§ **Problem details**
Which lines of the entries below include "integer"? List them all.

--- Supplied material Enclosed Below ---

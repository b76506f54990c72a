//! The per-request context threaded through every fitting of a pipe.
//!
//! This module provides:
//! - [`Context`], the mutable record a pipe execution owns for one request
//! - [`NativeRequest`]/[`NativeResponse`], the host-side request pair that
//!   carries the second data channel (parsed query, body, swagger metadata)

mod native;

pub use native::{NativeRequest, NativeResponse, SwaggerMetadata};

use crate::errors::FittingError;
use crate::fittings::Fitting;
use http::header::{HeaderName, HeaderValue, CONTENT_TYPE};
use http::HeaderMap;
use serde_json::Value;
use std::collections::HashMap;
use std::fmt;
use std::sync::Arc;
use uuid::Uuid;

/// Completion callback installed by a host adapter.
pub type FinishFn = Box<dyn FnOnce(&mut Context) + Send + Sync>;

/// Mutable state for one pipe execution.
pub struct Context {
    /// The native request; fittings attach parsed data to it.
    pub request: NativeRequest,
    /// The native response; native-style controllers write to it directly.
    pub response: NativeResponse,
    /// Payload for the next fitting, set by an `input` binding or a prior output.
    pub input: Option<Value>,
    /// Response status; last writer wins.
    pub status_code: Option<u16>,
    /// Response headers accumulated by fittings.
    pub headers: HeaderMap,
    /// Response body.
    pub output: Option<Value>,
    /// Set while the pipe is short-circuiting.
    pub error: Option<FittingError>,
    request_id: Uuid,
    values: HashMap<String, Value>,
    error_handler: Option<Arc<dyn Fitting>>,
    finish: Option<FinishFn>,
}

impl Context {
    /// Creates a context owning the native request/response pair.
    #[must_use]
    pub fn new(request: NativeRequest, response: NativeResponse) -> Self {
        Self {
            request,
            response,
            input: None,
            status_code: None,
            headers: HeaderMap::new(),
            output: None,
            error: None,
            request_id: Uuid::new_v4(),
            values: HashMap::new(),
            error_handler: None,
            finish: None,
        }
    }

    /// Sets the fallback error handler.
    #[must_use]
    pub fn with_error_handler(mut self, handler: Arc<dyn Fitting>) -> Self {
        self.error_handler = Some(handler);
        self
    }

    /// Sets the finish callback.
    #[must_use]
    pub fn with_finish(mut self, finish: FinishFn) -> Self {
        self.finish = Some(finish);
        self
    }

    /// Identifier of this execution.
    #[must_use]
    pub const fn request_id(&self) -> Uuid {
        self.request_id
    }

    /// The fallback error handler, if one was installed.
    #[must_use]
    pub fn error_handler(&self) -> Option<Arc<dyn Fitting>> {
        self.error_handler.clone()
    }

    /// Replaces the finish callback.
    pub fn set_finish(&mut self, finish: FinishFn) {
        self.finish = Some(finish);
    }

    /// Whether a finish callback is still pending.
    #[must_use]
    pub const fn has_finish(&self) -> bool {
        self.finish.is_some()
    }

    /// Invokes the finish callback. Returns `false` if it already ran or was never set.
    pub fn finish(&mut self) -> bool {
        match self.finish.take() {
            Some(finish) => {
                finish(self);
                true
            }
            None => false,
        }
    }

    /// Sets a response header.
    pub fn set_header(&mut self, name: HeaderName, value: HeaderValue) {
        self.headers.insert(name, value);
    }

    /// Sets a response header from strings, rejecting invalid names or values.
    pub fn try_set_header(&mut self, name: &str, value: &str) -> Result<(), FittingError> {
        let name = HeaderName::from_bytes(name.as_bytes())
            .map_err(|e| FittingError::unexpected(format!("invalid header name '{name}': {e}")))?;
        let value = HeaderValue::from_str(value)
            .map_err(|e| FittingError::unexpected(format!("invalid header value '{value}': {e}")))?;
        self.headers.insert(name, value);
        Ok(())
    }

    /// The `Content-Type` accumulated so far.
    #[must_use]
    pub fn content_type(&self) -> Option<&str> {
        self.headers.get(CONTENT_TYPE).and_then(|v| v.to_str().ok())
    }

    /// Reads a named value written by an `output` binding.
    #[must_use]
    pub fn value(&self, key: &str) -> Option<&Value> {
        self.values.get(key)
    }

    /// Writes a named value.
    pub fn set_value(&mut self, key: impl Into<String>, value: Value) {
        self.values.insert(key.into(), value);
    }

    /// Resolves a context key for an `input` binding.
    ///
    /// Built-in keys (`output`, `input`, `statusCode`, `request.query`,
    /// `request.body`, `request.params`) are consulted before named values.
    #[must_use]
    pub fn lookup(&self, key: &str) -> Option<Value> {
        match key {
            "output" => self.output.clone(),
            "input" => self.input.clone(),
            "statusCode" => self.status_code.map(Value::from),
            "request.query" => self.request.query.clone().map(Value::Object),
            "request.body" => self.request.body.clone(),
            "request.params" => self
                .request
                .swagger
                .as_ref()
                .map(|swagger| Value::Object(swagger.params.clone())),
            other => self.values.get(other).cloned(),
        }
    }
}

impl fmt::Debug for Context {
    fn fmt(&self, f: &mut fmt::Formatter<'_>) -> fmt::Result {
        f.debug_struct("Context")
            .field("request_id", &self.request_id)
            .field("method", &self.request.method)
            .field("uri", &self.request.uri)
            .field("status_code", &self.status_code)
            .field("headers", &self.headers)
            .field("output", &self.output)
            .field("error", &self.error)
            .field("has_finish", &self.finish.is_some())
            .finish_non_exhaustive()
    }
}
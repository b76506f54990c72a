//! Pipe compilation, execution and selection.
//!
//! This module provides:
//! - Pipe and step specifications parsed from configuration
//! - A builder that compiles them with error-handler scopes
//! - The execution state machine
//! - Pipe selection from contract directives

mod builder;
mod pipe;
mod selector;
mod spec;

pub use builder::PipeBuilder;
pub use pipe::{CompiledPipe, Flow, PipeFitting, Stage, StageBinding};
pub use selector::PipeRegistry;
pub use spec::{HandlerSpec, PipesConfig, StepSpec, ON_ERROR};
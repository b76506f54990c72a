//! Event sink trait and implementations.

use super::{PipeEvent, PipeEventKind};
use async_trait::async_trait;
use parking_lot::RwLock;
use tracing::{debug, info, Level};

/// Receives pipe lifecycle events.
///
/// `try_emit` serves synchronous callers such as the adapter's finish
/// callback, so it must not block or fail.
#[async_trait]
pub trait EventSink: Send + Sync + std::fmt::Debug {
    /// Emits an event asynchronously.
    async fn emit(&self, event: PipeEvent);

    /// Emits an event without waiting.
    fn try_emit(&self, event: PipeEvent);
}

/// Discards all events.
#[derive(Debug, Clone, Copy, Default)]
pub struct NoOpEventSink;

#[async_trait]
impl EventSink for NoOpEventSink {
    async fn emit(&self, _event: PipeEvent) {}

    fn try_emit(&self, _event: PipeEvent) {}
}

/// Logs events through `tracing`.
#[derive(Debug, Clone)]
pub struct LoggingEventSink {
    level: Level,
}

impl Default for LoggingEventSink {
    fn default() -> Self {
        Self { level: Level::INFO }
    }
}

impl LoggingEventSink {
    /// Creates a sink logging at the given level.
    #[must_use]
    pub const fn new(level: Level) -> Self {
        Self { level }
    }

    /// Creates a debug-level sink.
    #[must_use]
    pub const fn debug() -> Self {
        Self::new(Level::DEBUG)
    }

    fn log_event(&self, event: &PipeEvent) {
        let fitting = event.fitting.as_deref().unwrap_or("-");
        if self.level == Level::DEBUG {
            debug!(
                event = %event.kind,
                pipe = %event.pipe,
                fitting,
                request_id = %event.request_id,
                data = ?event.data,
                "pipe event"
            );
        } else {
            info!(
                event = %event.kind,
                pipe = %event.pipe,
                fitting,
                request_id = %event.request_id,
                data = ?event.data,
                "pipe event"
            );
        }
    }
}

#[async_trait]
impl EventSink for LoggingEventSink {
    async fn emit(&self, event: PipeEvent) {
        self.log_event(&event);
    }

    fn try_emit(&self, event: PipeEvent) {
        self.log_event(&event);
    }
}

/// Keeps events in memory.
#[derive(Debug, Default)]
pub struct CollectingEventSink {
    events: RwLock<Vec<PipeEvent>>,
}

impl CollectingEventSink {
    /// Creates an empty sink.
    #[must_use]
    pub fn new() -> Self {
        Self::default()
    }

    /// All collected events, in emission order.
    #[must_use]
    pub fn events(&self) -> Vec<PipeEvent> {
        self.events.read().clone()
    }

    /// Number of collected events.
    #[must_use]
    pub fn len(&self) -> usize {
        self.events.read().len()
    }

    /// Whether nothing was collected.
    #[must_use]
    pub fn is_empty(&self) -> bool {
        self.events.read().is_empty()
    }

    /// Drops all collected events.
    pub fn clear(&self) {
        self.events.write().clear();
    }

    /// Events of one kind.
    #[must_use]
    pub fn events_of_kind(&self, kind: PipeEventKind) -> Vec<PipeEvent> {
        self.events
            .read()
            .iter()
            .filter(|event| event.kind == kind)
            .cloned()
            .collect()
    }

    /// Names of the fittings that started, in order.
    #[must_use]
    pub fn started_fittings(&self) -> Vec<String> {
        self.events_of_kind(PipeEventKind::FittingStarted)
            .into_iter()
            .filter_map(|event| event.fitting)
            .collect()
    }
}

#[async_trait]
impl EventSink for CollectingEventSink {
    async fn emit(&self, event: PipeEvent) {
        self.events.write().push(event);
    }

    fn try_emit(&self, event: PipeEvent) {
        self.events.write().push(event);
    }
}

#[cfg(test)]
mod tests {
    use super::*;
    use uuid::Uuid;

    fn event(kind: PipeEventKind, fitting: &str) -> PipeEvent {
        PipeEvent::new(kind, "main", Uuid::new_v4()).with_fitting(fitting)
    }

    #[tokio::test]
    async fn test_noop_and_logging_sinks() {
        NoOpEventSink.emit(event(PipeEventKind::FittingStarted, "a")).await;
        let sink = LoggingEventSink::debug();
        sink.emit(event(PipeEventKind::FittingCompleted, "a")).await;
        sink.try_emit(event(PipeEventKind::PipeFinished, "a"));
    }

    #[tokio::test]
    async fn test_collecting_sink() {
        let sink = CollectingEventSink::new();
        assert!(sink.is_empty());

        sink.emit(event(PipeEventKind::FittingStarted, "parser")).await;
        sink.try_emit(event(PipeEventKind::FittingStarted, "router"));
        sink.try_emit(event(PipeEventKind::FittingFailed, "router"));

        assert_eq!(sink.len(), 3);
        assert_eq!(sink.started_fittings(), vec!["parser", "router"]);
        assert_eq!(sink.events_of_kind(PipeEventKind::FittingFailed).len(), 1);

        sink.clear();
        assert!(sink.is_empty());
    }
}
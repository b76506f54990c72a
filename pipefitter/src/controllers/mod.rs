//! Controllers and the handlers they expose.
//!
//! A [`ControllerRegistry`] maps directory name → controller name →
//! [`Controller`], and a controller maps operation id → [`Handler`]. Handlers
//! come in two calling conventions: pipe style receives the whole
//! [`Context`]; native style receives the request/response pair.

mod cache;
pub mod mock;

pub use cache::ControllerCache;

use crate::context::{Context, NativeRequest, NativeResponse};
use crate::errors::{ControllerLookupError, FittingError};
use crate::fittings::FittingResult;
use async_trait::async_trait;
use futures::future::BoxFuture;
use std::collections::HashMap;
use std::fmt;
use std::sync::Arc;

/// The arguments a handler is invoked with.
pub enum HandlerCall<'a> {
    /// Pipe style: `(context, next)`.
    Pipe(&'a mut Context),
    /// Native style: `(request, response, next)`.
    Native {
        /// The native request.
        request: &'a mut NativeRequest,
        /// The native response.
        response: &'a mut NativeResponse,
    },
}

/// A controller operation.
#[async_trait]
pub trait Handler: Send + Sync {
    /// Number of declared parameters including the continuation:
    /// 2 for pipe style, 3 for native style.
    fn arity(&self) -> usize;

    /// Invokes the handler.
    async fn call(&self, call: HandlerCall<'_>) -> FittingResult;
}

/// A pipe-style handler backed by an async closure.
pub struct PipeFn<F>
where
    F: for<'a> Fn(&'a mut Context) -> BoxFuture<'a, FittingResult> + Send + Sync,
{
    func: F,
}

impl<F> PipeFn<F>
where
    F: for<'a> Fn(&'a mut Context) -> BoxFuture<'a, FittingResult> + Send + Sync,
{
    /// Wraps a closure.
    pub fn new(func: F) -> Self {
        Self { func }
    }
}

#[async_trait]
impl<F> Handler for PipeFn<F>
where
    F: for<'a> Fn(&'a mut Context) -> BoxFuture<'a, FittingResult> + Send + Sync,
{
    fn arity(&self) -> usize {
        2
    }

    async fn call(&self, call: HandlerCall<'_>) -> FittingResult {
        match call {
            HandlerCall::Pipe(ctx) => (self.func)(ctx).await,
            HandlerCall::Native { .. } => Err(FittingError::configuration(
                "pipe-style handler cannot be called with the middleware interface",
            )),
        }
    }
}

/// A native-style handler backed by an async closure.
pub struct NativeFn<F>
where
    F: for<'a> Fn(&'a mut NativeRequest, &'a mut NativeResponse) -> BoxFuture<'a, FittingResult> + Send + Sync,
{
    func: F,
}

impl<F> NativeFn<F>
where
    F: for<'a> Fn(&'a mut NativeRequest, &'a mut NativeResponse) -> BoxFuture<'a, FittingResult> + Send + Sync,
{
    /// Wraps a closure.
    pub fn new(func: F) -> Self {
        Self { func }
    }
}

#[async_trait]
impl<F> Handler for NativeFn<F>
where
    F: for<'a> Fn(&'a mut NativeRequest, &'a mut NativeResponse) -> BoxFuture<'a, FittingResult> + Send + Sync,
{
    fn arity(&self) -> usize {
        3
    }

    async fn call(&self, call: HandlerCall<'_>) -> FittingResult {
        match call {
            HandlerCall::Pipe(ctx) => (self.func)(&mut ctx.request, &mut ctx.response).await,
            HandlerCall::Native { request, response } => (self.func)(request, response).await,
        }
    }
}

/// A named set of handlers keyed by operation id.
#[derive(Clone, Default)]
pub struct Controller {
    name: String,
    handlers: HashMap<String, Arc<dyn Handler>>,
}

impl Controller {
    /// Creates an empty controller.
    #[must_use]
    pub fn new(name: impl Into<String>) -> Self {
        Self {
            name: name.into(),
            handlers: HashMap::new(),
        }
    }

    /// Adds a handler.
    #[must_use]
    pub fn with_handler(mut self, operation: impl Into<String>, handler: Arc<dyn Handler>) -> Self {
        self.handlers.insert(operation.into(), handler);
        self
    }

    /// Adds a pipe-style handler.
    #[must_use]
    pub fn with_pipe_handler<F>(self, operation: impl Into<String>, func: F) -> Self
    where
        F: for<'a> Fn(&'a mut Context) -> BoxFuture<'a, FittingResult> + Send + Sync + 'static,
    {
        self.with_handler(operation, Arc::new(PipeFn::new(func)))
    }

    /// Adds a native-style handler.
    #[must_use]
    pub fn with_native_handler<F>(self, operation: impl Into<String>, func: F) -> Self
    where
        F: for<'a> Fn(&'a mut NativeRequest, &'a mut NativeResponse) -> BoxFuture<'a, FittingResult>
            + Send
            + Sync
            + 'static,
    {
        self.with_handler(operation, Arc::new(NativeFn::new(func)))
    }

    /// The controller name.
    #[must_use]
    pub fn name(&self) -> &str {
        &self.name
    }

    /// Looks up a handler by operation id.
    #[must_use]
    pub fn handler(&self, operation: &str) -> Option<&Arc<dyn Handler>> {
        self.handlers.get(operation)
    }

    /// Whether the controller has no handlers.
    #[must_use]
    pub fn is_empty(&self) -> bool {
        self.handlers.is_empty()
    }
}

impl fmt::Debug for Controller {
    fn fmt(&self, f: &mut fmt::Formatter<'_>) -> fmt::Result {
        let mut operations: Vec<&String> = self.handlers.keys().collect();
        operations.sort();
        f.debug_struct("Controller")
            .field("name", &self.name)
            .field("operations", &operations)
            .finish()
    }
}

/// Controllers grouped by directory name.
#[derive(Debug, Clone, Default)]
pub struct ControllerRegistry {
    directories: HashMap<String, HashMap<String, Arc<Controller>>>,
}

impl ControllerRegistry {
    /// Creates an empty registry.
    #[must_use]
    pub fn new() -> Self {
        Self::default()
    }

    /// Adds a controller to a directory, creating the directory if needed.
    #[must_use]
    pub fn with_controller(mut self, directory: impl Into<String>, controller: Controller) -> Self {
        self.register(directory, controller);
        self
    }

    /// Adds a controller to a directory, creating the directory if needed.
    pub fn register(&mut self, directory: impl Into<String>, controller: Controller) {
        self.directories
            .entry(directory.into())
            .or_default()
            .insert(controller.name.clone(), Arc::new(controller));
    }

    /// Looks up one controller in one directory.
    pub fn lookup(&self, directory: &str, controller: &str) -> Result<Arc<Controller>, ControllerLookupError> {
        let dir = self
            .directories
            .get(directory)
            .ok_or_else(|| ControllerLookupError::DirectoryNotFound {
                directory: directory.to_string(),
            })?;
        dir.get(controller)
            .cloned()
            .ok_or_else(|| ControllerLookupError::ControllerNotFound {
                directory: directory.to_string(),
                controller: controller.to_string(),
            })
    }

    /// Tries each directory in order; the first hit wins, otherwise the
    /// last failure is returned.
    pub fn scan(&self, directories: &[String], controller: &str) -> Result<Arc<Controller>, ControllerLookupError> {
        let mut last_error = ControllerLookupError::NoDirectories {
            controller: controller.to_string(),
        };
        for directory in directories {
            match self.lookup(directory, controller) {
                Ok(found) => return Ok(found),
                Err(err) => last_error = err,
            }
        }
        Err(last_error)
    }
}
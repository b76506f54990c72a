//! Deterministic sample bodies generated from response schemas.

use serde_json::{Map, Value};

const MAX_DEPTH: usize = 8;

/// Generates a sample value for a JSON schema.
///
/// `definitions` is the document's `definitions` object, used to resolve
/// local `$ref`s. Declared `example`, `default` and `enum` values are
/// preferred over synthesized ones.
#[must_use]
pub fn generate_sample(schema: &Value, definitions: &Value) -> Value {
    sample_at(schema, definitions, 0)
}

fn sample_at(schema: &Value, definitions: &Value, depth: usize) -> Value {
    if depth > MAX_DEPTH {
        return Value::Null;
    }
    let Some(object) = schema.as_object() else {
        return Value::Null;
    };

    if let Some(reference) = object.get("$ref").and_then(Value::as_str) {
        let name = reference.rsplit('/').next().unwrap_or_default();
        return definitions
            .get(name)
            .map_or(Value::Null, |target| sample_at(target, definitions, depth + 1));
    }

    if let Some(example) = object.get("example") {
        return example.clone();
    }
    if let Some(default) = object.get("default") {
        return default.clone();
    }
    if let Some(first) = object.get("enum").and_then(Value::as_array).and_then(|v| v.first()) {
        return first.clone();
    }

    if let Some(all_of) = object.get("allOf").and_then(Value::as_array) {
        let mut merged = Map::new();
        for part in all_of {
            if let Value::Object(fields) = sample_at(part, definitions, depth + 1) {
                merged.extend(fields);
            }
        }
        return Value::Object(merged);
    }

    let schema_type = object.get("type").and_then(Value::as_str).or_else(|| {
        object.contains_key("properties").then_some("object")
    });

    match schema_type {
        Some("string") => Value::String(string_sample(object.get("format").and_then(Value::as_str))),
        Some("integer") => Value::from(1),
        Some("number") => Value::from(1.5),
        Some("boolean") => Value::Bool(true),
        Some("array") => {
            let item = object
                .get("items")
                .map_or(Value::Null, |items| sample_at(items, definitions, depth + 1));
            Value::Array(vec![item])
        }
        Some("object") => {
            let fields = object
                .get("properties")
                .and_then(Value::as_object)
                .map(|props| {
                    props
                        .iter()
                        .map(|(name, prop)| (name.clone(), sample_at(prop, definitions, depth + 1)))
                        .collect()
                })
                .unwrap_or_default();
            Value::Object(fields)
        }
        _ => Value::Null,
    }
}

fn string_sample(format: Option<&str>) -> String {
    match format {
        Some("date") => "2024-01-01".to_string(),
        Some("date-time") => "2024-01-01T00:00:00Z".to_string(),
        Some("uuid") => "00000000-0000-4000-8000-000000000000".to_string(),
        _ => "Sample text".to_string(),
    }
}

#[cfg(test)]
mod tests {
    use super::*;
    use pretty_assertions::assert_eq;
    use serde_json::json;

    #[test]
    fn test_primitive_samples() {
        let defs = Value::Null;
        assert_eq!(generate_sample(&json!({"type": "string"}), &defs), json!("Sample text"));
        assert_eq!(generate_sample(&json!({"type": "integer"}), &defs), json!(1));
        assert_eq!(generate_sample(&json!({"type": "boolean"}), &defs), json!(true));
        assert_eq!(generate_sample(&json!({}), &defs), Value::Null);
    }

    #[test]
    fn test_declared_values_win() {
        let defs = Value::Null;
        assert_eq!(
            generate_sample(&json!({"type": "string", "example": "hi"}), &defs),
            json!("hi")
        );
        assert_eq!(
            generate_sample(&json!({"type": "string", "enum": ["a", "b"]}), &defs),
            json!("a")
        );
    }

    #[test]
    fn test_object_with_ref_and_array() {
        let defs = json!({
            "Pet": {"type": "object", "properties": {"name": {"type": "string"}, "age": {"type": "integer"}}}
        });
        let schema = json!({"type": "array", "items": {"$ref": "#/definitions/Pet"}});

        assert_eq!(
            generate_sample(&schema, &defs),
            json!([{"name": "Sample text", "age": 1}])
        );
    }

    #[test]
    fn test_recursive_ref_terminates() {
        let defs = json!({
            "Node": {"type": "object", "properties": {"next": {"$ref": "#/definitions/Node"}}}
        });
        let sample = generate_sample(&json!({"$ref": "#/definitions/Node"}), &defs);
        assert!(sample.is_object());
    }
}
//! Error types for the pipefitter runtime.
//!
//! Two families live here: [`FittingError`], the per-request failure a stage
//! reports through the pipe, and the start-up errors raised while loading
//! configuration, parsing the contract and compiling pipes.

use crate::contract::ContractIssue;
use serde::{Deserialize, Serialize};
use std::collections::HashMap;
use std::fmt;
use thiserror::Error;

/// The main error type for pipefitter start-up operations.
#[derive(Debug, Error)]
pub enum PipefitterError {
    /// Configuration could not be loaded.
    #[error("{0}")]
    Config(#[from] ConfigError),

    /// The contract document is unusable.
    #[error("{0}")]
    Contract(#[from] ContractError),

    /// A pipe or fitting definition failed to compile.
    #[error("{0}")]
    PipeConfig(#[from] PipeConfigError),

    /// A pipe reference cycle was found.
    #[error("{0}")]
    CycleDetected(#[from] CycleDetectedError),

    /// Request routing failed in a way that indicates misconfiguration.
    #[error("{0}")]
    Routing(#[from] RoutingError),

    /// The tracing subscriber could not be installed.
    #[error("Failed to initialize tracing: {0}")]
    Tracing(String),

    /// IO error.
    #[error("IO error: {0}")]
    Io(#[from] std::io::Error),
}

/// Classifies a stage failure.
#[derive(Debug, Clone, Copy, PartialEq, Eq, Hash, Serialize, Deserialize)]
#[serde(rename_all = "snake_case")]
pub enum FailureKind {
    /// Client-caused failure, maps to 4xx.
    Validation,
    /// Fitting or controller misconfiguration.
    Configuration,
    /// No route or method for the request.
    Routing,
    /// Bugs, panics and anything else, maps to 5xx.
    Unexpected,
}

--- End of Enclosed Supplied material ---

§ **Solution for this task**
        Some("integer") => Value::from(1),
        assert_eq!(generate_sample(&json!({"type": "integer"}), &defs), json!(1));
            "Pet": {"type": "object", "properties": {"name": {"type": "string"}, "age": {"type": "integer"}}}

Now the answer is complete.